§ **WORK INSTRUCTIONS**: Set down a word-for-word copy of the data below, limited to the lines from the first through the line with "Some(abbreviation) if !abbreviation.is_empty()".

Collection entries
---+---
//! `sport://` resources: per-sport overviews grouped by category.

use super::{ResourceContent, ResourceDescriptor};
use crate::catalog::find_sport_by_abbreviation;
use crate::error::{DoxError, Result};
use crate::grouping::CategoryGroups;
use crate::store::{PolicyQuery, PolicyStore, SportFilter};
use crate::types::{Policy, Sport};
use std::fmt::{self, Write as _};

pub const SPORT_SCHEME: &str = "sport://";

/// Parsed `sport://{abbreviation}` URI.
#[derive(Debug, Clone, PartialEq, Eq)]
pub struct SportUri(pub String);

impl SportUri {
    /// # Errors
    ///
    /// Returns [`DoxError::InvalidParams`] for another scheme or an empty
    /// abbreviation.
    pub fn parse(uri: &str) -> Result<Self> {
        match uri.strip_prefix(SPORT_SCHEME) {
            Some(abbreviation) if !abbreviation.is_empty() => Ok(Self(abbreviation.to_string())),
            _ => Err(DoxError::InvalidParams(format!(
                "Invalid sport URI format: {uri}"
            ))),
        }
    }
}

impl fmt::Display for SportUri {
    fn fmt(&self, f: &mut fmt::Formatter<'_>) -> fmt::Result {
        write!(f, "{SPORT_SCHEME}{}", self.0)
    }
}

/// One entry per active sport, by name.
///
/// # Errors
///
/// Propagates store failures.
pub fn list_sport_resources(store: &dyn PolicyStore) -> Result<Vec<ResourceDescriptor>> {
    Ok(store
        .list_sports(true)?
        .into_iter()
        .map(|s| {
            ResourceDescriptor::text(
                SportUri(s.abbreviation).to_string(),
                format!("{} Policies", s.name),
                format!("All policies for {}", s.name),
            )
        })
        .collect())
}

/// Overview of the current policies that apply to a sport, ordered by
/// category tag then policy number.
///
/// # Errors
///
/// Returns [`DoxError::NotFound`] for an unknown abbreviation, plus store
/// failures.
pub fn read_sport_resource(store: &dyn PolicyStore, uri: &SportUri) -> Result<ResourceContent> {
    let sport = find_sport_by_abbreviation(store, &uri.0)?;
    let query = PolicyQuery::current().with_sport(SportFilter::OrMultiSport(sport.id));
    let (policies, _) = store.fetch_policies(&query)?;
    let mut policies: Vec<Policy> = policies
        .into_iter()
        .filter(|p| p.applies_to(&sport))
        .collect();
    policies.sort_by(|a, b| {
        a.category
            .as_str()
            .cmp(b.category.as_str())
            .then_with(|| a.policy_number.cmp(&b.policy_number))
    });
    Ok(ResourceContent::text(
        uri.to_string(),
        format_overview(&sport, &policies),
    ))
}

fn format_overview(sport: &Sport, policies: &[Policy]) -> String {
    let groups = CategoryGroups::build(policies);
    let mut out = format!(
        "# {} Administrative Policies\n\n\
         **Abbreviation:** {}  \n\
         **Status:** {}  \n\
         **Total Policies:** {}\n\n\
         ## Policy Distribution by Category\n",
        sport.name,
        sport.abbreviation,
        if sport.active { "Active" } else { "Inactive" },
        policies.len()
    );
    for group in &groups {
        let noun = if group.len() == 1 { "policy" } else { "policies" };
        let _ = writeln!(out, "- **{}:** {} {noun}", group.category.label(), group.len());
    }
    out.push_str("\n---\n\n");

    for group in &groups {
        let _ = write!(out, "## {}\n\n", group.category.label());
        for policy in &group.policies {
            let _ = write!(
                out,
                "### {}\n**Policy Number:** {}  \n**Effective Date:** {}  \n**Summary:** {}\n\n",
                policy.title,
                policy.policy_number,
                policy.effective_date,
                policy.summary.as_deref().unwrap_or("No summary available")
            );
            if !policy.tags.is_empty() {
                let _ = write!(out, "**Tags:** {}\n\n", policy.tags.join(", "));
            }
            out.push_str("---\n\n");
        }
    }
    out
}

#[cfg(test)]
mod tests {
    use super::*;
    use crate::types::{PolicyCategory, PolicyNumber};
    use crate::store::InMemoryStore;

    fn store() -> InMemoryStore {
        let store = InMemoryStore::new();
        store.insert_sport(Sport::new(1, "Baseball", "BSB")).unwrap();
        store.insert_sport(Sport::new(2, "Football", "FB")).unwrap();
        let mut inactive = Sport::new(3, "Wrestling", "WRE");
        inactive.active = false;
        store.insert_sport(inactive).unwrap();

        let fixtures = [
            ("a", "BSB-SCH-001", PolicyCategory::SchedulingPolicies, Some(1), vec![]),
            ("b", "BSB-OFF-002", PolicyCategory::Officiating, Some(1), vec!["crews"]),
            ("c", "BSB-OFF-001", PolicyCategory::Officiating, Some(1), vec![]),
            ("d", "GEN-GOV-001", PolicyCategory::Governance, None, vec![]),
            ("e", "GEN-ELG-001", PolicyCategory::Eligibility, None, vec![]),
        ];
        for (id, number, category, sport, tags) in fixtures {
            let mut policy = Policy::new(
                id,
                PolicyNumber::parse(number).unwrap(),
                format!("Title {id}"),
                category,
                "Body.",
            );
            policy.sport_id = sport;
            policy.tags = tags.into_iter().map(String::from).collect();
            if id == "e" {
                policy.applies_to_sports = vec!["Football".to_string()];
            }
            store.insert_policy(policy).unwrap();
        }
        store
    }

    #[test]
    fn test_list_active_sports() {
        let resources = list_sport_resources(&store()).unwrap();
        assert_eq!(resources.len(), 2);
        assert_eq!(resources[0].uri, "sport://BSB");
        assert_eq!(resources[0].name, "Baseball Policies");
        assert_eq!(resources[0].description, "All policies for Baseball");
    }

    #[test]
    fn test_overview_groups_by_category_tag() {
        let read = read_sport_resource(&store(), &SportUri("BSB".into())).unwrap();
        let text = read.text;
        assert_eq!(read.uri, "sport://BSB");
        assert!(text.starts_with("# Baseball Administrative Policies\n\n**Abbreviation:** BSB  \n**Status:** Active  \n**Total Policies:** 4\n"));
        // the eligibility policy is restricted to football
        assert!(!text.contains("Title e"));
        assert!(text.contains("- **Governance:** 1 policy\n- **Officiating:** 2 policies\n- **Scheduling Policies:** 1 policy\n"));

        let c = text.find("### Title c").unwrap();
        let b = text.find("### Title b").unwrap();
        assert!(c < b);
        assert!(text.contains("**Tags:** crews\n\n---\n\n"));
    }

    #[test]
    fn test_inactive_and_unknown_sports() {
        let store = store();
        let read = read_sport_resource(&store, &SportUri("WRE".into())).unwrap();
        assert!(read.text.contains("**Status:** Inactive"));
        assert!(read.text.contains("**Total Policies:** 1"));

        let err = read_sport_resource(&store, &SportUri("XC".into())).unwrap_err();
        assert_eq!(err.to_string(), "Sport not found: XC");
        assert!(SportUri::parse("sport://").is_err());
        assert_eq!(SportUri::parse("sport://FB").unwrap(), SportUri("FB".into()));
    }
}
---+---
§ **RESULT**:
//! `sport://` resources: per-sport overviews grouped by category.

use super::{ResourceContent, ResourceDescriptor};
use crate::catalog::find_sport_by_abbreviation;
use crate::error::{DoxError, Result};
use crate::grouping::CategoryGroups;
use crate::store::{PolicyQuery, PolicyStore, SportFilter};
use crate::types::{Policy, Sport};
use std::fmt::{self, Write as _};

pub const SPORT_SCHEME: &str = "sport://";

/// Parsed `sport://{abbreviation}` URI.
#[derive(Debug, Clone, PartialEq, Eq)]
pub struct SportUri(pub String);

impl SportUri {
    /// # Errors
    ///
    /// Returns [`DoxError::InvalidParams`] for another scheme or an empty
    /// abbreviation.
    pub fn parse(uri: &str) -> Result<Self> {
        match uri.strip_prefix(SPORT_SCHEME) {
            Some(abbreviation) if !abbreviation.is_empty() => Ok(Self(abbreviation.to_string())),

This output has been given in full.